Segment Start: Given entries

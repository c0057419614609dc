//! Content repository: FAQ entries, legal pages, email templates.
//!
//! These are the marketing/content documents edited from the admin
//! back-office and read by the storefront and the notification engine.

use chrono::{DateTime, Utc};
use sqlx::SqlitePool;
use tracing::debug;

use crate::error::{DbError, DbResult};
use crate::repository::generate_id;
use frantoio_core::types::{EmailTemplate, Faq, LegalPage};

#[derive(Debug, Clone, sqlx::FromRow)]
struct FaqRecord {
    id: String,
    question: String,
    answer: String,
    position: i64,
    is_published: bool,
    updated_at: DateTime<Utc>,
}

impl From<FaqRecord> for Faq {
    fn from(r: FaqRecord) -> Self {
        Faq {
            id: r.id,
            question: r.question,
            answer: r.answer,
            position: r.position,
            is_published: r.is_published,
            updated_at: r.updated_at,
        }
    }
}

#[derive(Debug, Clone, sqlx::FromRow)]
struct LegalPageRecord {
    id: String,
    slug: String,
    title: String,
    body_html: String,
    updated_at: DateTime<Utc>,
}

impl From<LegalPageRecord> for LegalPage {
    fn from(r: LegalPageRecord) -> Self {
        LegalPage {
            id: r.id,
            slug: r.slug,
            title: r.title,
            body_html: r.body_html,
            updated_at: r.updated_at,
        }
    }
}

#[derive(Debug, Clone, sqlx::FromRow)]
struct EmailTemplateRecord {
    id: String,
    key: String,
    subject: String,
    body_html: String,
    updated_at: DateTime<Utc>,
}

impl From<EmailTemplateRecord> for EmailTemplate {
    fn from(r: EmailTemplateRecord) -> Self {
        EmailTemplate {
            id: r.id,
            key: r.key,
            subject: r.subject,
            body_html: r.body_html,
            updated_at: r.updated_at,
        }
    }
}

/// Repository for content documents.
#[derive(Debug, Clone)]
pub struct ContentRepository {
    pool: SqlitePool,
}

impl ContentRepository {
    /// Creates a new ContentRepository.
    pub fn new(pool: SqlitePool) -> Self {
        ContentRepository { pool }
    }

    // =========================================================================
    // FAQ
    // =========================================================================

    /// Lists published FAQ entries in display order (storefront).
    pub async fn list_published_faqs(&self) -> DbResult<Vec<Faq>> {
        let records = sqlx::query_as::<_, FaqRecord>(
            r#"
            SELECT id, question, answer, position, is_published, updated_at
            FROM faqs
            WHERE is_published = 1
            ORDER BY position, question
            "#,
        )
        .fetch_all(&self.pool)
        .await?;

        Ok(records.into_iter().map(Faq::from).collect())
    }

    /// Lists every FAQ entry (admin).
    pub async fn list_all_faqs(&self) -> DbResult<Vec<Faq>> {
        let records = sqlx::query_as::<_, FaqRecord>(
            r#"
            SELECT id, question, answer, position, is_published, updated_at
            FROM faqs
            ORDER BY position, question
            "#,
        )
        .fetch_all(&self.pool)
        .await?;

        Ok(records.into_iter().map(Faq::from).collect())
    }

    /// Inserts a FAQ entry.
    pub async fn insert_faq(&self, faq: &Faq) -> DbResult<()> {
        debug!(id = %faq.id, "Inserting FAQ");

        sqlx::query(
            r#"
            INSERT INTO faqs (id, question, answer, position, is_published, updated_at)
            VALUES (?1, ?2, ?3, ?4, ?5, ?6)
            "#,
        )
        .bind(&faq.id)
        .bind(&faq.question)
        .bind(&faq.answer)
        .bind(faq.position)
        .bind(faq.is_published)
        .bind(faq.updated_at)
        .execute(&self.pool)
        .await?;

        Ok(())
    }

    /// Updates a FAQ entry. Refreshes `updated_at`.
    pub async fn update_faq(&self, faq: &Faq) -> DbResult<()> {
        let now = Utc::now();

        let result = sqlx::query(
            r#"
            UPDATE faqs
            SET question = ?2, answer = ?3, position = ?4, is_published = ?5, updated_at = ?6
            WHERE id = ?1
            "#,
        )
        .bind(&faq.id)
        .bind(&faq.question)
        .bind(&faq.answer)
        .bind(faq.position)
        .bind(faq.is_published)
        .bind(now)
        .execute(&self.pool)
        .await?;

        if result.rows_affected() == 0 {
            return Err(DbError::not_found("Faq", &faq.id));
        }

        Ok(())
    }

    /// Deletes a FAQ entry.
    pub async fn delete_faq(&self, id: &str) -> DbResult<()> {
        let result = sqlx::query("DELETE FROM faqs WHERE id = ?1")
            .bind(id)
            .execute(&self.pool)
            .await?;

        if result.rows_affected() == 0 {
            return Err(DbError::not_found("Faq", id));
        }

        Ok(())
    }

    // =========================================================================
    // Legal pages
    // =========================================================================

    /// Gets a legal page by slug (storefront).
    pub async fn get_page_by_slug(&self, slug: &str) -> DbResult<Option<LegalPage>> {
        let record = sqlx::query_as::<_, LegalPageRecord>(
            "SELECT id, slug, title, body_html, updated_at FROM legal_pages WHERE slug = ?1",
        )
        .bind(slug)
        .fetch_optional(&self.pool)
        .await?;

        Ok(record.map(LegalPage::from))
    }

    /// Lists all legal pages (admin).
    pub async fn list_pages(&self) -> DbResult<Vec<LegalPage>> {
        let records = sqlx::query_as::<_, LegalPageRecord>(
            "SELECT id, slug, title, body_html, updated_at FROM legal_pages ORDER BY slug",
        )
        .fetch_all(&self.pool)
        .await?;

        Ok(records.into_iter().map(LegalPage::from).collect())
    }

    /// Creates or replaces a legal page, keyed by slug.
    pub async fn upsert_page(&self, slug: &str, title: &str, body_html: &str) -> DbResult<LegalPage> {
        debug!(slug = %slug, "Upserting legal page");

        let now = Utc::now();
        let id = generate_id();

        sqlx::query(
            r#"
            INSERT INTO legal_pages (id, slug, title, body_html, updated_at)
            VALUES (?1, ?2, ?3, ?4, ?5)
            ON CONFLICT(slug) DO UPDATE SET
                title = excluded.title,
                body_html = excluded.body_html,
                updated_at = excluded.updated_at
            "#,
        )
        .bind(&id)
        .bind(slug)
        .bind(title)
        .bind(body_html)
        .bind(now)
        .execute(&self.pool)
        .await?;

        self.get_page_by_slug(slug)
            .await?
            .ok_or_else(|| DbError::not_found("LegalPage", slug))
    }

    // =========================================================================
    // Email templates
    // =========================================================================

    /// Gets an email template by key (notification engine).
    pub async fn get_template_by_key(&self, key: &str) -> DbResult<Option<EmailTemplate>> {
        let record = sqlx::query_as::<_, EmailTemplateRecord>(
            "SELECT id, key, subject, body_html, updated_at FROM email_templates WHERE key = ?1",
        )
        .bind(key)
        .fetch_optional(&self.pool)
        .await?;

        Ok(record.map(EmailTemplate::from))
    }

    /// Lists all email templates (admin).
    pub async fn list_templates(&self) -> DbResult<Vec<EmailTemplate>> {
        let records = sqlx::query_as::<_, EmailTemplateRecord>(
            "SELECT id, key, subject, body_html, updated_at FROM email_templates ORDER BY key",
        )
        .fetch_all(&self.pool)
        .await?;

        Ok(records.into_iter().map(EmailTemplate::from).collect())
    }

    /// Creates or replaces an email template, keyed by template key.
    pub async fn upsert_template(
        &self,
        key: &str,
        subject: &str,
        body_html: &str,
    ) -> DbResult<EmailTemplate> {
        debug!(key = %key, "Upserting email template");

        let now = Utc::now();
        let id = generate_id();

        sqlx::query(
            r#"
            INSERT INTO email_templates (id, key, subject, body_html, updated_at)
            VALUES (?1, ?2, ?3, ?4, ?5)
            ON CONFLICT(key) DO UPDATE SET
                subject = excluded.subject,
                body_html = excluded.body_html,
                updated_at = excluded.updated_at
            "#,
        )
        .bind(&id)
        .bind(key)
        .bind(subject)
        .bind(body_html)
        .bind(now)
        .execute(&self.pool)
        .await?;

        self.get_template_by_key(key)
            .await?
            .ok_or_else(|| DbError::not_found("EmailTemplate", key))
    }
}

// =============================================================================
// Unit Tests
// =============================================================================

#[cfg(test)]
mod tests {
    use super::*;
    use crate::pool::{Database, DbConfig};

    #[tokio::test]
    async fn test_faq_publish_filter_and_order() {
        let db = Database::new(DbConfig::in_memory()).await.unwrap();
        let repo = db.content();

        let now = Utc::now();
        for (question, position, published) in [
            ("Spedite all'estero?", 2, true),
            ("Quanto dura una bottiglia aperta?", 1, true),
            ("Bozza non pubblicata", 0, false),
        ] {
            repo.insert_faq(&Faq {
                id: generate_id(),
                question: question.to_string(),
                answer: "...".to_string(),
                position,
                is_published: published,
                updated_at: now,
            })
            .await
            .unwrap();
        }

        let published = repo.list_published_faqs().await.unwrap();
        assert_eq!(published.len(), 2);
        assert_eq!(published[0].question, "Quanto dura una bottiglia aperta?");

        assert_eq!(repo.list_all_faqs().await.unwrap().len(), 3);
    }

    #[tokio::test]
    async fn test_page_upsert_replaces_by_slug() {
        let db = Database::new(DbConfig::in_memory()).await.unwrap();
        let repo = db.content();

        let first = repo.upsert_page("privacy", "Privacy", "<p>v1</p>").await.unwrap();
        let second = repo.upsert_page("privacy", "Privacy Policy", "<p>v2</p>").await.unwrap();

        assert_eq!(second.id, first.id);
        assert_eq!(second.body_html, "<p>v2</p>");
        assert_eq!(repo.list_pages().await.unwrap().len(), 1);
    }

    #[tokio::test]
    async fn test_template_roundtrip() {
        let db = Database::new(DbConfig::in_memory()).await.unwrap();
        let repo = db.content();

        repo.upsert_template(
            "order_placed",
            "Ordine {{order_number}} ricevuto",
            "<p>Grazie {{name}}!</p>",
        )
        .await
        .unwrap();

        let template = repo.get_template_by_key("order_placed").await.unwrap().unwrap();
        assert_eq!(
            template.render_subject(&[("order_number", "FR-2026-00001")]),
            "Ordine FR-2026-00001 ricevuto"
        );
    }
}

Segment End: Given entries

**Problem**
Read through the data and copy every line where "Creates" shows up.

**Answer**
    /// Creates a new ContentRepository.
    /// Creates or replaces a legal page, keyed by slug.
    /// Creates or replaces an email template, keyed by template key.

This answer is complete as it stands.